* **DATA TO USE**

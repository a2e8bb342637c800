//! Discretization of difficulty values into plot buckets.
//!
//! Outputs are aligned index-for-index with the input slice.

use std::fmt;
use std::str::FromStr;

use rand::Rng;
use rand_distr::{Distribution, Normal};
use serde::{Deserialize, Serialize};

use crate::error::{CoreError, Result};
use crate::model::InstanceDifficulty;

/// Standard deviation of the tie-breaking jitter added before quantiles.
pub const QUANTILE_JITTER_STD: f64 = 0.001;

/// Bucket count used when difficulties feed the logistic fit.
pub const FIT_QUANTILE_BINS: usize = 100;

/// How difficulty is presented on the x-axis.
#[derive(Debug, Clone, Copy, PartialEq, Eq, Hash, Serialize, Deserialize)]
#[serde(rename_all = "lowercase")]
pub enum DifficultyAxis {
    /// Empirical quantile of difficulty, on a 0..=100 scale.
    Quantile,
    /// Raw difficulty in [0, 1].
    Raw,
}

impl fmt::Display for DifficultyAxis {
    fn fmt(&self, f: &mut fmt::Formatter<'_>) -> fmt::Result {
        match self {
            DifficultyAxis::Quantile => write!(f, "quantile"),
            DifficultyAxis::Raw => write!(f, "raw"),
        }
    }
}

impl FromStr for DifficultyAxis {
    type Err = String;

    fn from_str(s: &str) -> std::result::Result<Self, Self::Err> {
        match s.to_lowercase().as_str() {
            "quantile" | "difficulty-quantile" => Ok(DifficultyAxis::Quantile),
            "raw" | "difficulty" => Ok(DifficultyAxis::Raw),
            other => Err(format!("unknown x-axis: {other}")),
        }
    }
}

/// `n` evenly spaced points from `start` to `stop` inclusive.
pub fn linspace(start: f64, stop: f64, n: usize) -> Vec<f64> {
    match n {
        0 => Vec::new(),
        1 => vec![start],
        _ => {
            let step = (stop - start) / (n - 1) as f64;
            (0..n)
                .map(|i| if i == n - 1 { stop } else { start + step * i as f64 })
                .collect()
        }
    }
}

/// Index `i` such that `edges[i - 1] <= x < edges[i]` (left-inclusive bins).
/// Returns 0 below the first edge and `edges.len()` at or past the last.
pub fn digitize(x: f64, edges: &[f64]) -> usize {
    edges.partition_point(|&edge| edge <= x)
}

/// Linearly interpolated quantile of already sorted data, `None` when empty.
///
/// `q` is clamped to [0, 1].
pub fn quantile_sorted(sorted: &[f64], q: f64) -> Option<f64> {
    let last = sorted.len().checked_sub(1)?;
    let h = last as f64 * q.clamp(0.0, 1.0);
    let lo = (h.floor() as usize).min(last);
    let hi = (h.ceil() as usize).min(last);
    Some(sorted[lo] + (h - lo as f64) * (sorted[hi] - sorted[lo]))
}

fn require_bins(num_bins: usize) -> Result<()> {
    if num_bins == 0 {
        return Err(CoreError::InvalidArgument("num_bins must be at least 1".into()));
    }
    Ok(())
}

/// Snap each difficulty to the left edge of its fixed-width bin over [0, 1].
///
/// Values below zero snap to the first edge; values at or above one snap to
/// the last.
pub fn quantize_difficulties(
    difficulties: &[InstanceDifficulty],
    num_bins: usize,
) -> Result<Vec<f64>> {
    require_bins(num_bins)?;
    let edges = linspace(0.0, 1.0, num_bins);
    Ok(difficulties
        .iter()
        .map(|d| {
            let bin = digitize(d.difficulty, &edges);
            edges[bin.saturating_sub(1)]
        })
        .collect())
}

/// Convert difficulties to empirical quantile buckets on a 0..=100 scale.
///
/// Gaussian jitter breaks ties between identical difficulties, so results
/// depend on `rng`; seed it for reproducible output.
pub fn difficulty_quantiles<R: Rng + ?Sized>(
    difficulties: &[InstanceDifficulty],
    num_bins: usize,
    rng: &mut R,
) -> Result<Vec<f64>> {
    require_bins(num_bins)?;
    if difficulties.is_empty() {
        return Err(CoreError::InsufficientData(
            "cannot compute quantiles of zero difficulties".into(),
        ));
    }

    let jitter = Normal::new(0.0, QUANTILE_JITTER_STD)
        .map_err(|e| CoreError::InvalidArgument(e.to_string()))?;
    let jittered: Vec<f64> = difficulties
        .iter()
        .map(|d| d.difficulty + jitter.sample(&mut *rng))
        .collect();

    let mut sorted = jittered.clone();
    sorted.sort_by(f64::total_cmp);

    let mut edges: Vec<f64> = linspace(0.0, 1.0, num_bins)
        .into_iter()
        .filter_map(|q| quantile_sorted(&sorted, q))
        .collect();
    edges.sort_by(f64::total_cmp);
    edges.dedup();

    let scale = 100.0 / num_bins as f64;
    Ok(jittered
        .iter()
        .map(|&x| digitize(x, &edges) as f64 * scale)
        .collect())
}

/// Discretize for a binned plot along the requested axis.
pub fn discretize<R: Rng + ?Sized>(
    difficulties: &[InstanceDifficulty],
    axis: DifficultyAxis,
    num_bins: usize,
    rng: &mut R,
) -> Result<Vec<f64>> {
    match axis {
        DifficultyAxis::Quantile => difficulty_quantiles(difficulties, num_bins, rng),
        DifficultyAxis::Raw => quantize_difficulties(difficulties, num_bins),
    }
}

#[cfg(test)]
mod tests {
    use super::*;
    use rand::SeedableRng;
    use rand_chacha::ChaCha8Rng;

    fn difficulties(values: &[f64]) -> Vec<InstanceDifficulty> {
        values
            .iter()
            .enumerate()
            .map(|(i, &difficulty)| InstanceDifficulty {
                id: format!("i{i}_0"),
                difficulty,
            })
            .collect()
    }

    #[test]
    fn linspace_endpoints() {
        let xs = linspace(0.0, 1.0, 5);
        assert_eq!(xs, vec![0.0, 0.25, 0.5, 0.75, 1.0]);
        assert_eq!(linspace(0.0, 100.0, 100).len(), 100);
        assert_eq!(linspace(3.0, 7.0, 1), vec![3.0]);
    }

    #[test]
    fn digitize_is_left_inclusive() {
        let edges = [0.0, 0.5, 1.0];
        assert_eq!(digitize(-0.1, &edges), 0);
        assert_eq!(digitize(0.0, &edges), 1);
        assert_eq!(digitize(0.49, &edges), 1);
        assert_eq!(digitize(0.5, &edges), 2);
        assert_eq!(digitize(1.0, &edges), 3);
    }

    #[test]
    fn quantile_interpolates() {
        let sorted = [0.0, 1.0, 2.0, 4.0];
        assert_eq!(quantile_sorted(&sorted, 0.0), Some(0.0));
        assert_eq!(quantile_sorted(&sorted, 0.5), Some(1.5));
        assert_eq!(quantile_sorted(&sorted, 1.0), Some(4.0));
        assert_eq!(quantile_sorted(&[7.0], 0.3), Some(7.0));
        assert_eq!(quantile_sorted(&[], 0.5), None);
    }

    #[test]
    fn quantize_snaps_to_left_edges() {
        let d = difficulties(&[0.0, 0.1, 0.3, 0.5, 0.99, 1.0, -0.5]);
        let bins = quantize_difficulties(&d, 5).unwrap();
        assert_eq!(bins, vec![0.0, 0.0, 0.25, 0.5, 0.75, 1.0, 0.0]);
    }

    #[test]
    fn quantize_rejects_zero_bins() {
        assert!(quantize_difficulties(&difficulties(&[0.5]), 0).is_err());
    }

    #[test]
    fn quantiles_preserve_order() {
        let values: Vec<f64> = (0..50).map(|i| i as f64 / 50.0).collect();
        let mut rng = ChaCha8Rng::seed_from_u64(7);
        let buckets = difficulty_quantiles(&difficulties(&values), 10, &mut rng).unwrap();
        assert_eq!(buckets.len(), 50);
        assert!(buckets.windows(2).all(|w| w[0] <= w[1]), "{buckets:?}");
        assert!(buckets.iter().all(|&b| b > 0.0 && b <= 100.0));
        assert_eq!(*buckets.last().unwrap(), 100.0);
    }

    #[test]
    fn quantiles_are_reproducible_with_a_seed() {
        let d = difficulties(&[0.2, 0.2, 0.2, 0.8, 0.5]);
        let a = difficulty_quantiles(&d, 4, &mut ChaCha8Rng::seed_from_u64(1)).unwrap();
        let b = difficulty_quantiles(&d, 4, &mut ChaCha8Rng::seed_from_u64(1)).unwrap();
        assert_eq!(a, b);
    }

    #[test]
    fn quantiles_of_nothing_fail() {
        let mut rng = ChaCha8Rng::seed_from_u64(0);
        assert!(matches!(
            difficulty_quantiles(&[], 10, &mut rng),
            Err(CoreError::InsufficientData(_))
        ));
    }

    #[test]
    fn axis_parse() {
        assert_eq!("quantile".parse::<DifficultyAxis>().unwrap(), DifficultyAxis::Quantile);
        assert_eq!("Raw".parse::<DifficultyAxis>().unwrap(), DifficultyAxis::Raw);
        assert!("log".parse::<DifficultyAxis>().is_err());
    }
}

* **EXERCISE DETAILS**
After reading the entries above, state how many lines hold the word "write", with no text besides the number.

* **RESPONSE TO THIS TASK**
2